Alber Elbaz. Photo: InDigital.tv
Alber Elbaz is running late for his Zoom call. “I had technical issues!” he apologizes, his familiar face – black spectacles framed by a freshly dyed platinum coif – appearing on the screen. Considering that it’s been five years since his unceremonious departure as creative director at French fashion house Lanvin, a few minutes more is well worth the wait.

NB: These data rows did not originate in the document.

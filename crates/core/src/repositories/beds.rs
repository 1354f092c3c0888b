//! Bed assignment, occupancy and reconciliation.
//!
//! The `beds.status` column is a denormalised cache. Occupancy reads go through the
//! `bed_occupancy` view, which derives the effective status from active assignments on ACTIVE
//! IPD encounters; [`reconcile_bed_status`] repairs the column to match.

use crate::cache::CacheService;
use crate::constants::CACHE_KEY_BED_OCCUPANCY;
use crate::db::{fmt_datetime, now, Database};
use crate::models::{BedStatus, EncounterStatus, EncounterType};
use crate::repositories::encounters::get_encounter;
use crate::{HmsError, HmsResult};
use api_shared::dto;
use rusqlite::{params, Connection, OptionalExtension};
use std::collections::HashMap;

/// SQL predicate for "encounter `e` holds a bed legitimately".
const ACTIVE_IPD: &str = "e.encounter_type = 'IPD' AND e.status = 'ACTIVE'";

fn row_to_assignment(row: &rusqlite::Row<'_>) -> Result<dto::BedAssignmentRes, rusqlite::Error> {
    Ok(dto::BedAssignmentRes {
        id: row.get(0)?,
        bed_id: row.get(1)?,
        encounter_id: row.get(2)?,
        assigned_at: row.get(3)?,
        released_at: row.get(4)?,
    })
}

pub fn get_assignment(conn: &Connection, id: i64) -> HmsResult<dto::BedAssignmentRes> {
    conn.query_row(
        "SELECT id, bed_id, encounter_id, assigned_at, released_at
         FROM bed_assignments WHERE id = ?1",
        params![id],
        row_to_assignment,
    )
    .optional()?
    .ok_or_else(|| HmsError::not_found("bed assignment", id))
}

fn effective_status(conn: &Connection, bed_id: i64) -> HmsResult<BedStatus> {
    let status: Option<String> = conn
        .query_row(
            "SELECT effective_status FROM bed_occupancy WHERE bed_id = ?1",
            params![bed_id],
            |row| row.get(0),
        )
        .optional()?;
    status
        .ok_or_else(|| HmsError::not_found("bed", bed_id))?
        .parse()
}

/// Counts per status, with every status present (zero counts included).
fn distribution(conn: &Connection, sql: &str) -> HmsResult<Vec<dto::StatusCount>> {
    let mut stmt = conn.prepare(sql)?;
    let counts = stmt
        .query_map([], |row| Ok((row.get::<_, String>(0)?, row.get::<_, i64>(1)?)))?
        .collect::<Result<HashMap<_, _>, _>>()?;
    Ok(BedStatus::ALL
        .iter()
        .map(|status| dto::StatusCount {
            status: status.to_string(),
            count: counts.get(status.as_str()).copied().unwrap_or(0),
        })
        .collect())
}

pub fn stored_distribution(conn: &Connection) -> HmsResult<Vec<dto::StatusCount>> {
    distribution(conn, "SELECT status, COUNT(*) FROM beds GROUP BY status")
}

If, over the years, Elbaz didn’t altogether disappear – resurfacing every so often on fashion’s news pages to unveil varied product collaborations – his great comeback never materialized, until now. “I needed to fall in love with fashion again,” he says of his time off. “I asked questions about our métier and where we were today. I wanted to imagine the future of what would come next.” While admitting to being bored, he considers ennui a vital step to reinvigorating creativity. “The fear is that when you have done so much, you just recreate and don’t innovate,” he comments. “I listened to women and tried to understand them. How are women evolving? What changes are they traversing and what’s next?” He proposed a reset and the birth of his AZ Factory, where he positions himself as producer. “I believe in beauty,” he shares. “Beauty and comfort define modernity but purpose and hope are what I want more of,” he says of his new brand, which is backed by Swiss luxury goods holding company Richemont and occupies a floor at the Fondation Cartier in Paris.
AZ Factory rolls out with three “projects” or collections. The first is inspired by a woman’s body. “I’ve seen how women struggle with weight all their lives,” comments Elbaz. I wanted to create a smart fabric, a dress that hugs you, with areas having more compression and others where tension is released,” he continues, adding that it “looks like a sneaker.” While it is perforated for breathability like a sock sneaker, it looks more like an updated little black dress that women can finally get in and out of themselves, thanks to an embellished puller attached to the zip. The fabric was created with the support of a microfiber yarn laboratory in Spain that makes microfiber of nylon mashup with a 3D pattern for AZ Factory from a startup in Amsterdam. The technical fabric, which could best be compared to activewear, is of superior softness and stretch and can be rolled up and thrown into a suitcase, pandemic permitting. “Technology doesn’t kill the dream, it only makes me dream differently,” Elbaz states.
The clothes come in all sizes and at an accessible price point “From €350 to €1 300 – in my previous job, we had T-shirts that cost more!” remarks Elbaz. A second collection offers what the designer refers to as switchwear; the idea of going from leisure to evening wear in two minutes. Hoodies are paired with duchesse skirts and tuxedo jackets made from recycled yarn. “We’re always told we need to design for young people – I don’t understand the concept,” he notes. “It’s more democratic.” The third collection consists of pajamas to wear inside and out. Prints feature hugging – “What I missed most this year” – and kissing, though “not French kissing!” he laughs. Pointy sneakers are featured throughout and women who miss how pumps elongate a leg will be swift adopters of this silhouette that appears like an instant signature. “I’ve done my share of showing what I can do,” says Elbaz. “Now, it’s about giving women solutions and things that they wish to have in the world we are living in. ” He pauses. “My dream was always to be a doctor and now it’s a chance for me to have my laboratory – my factory – and have the time to make it happen.”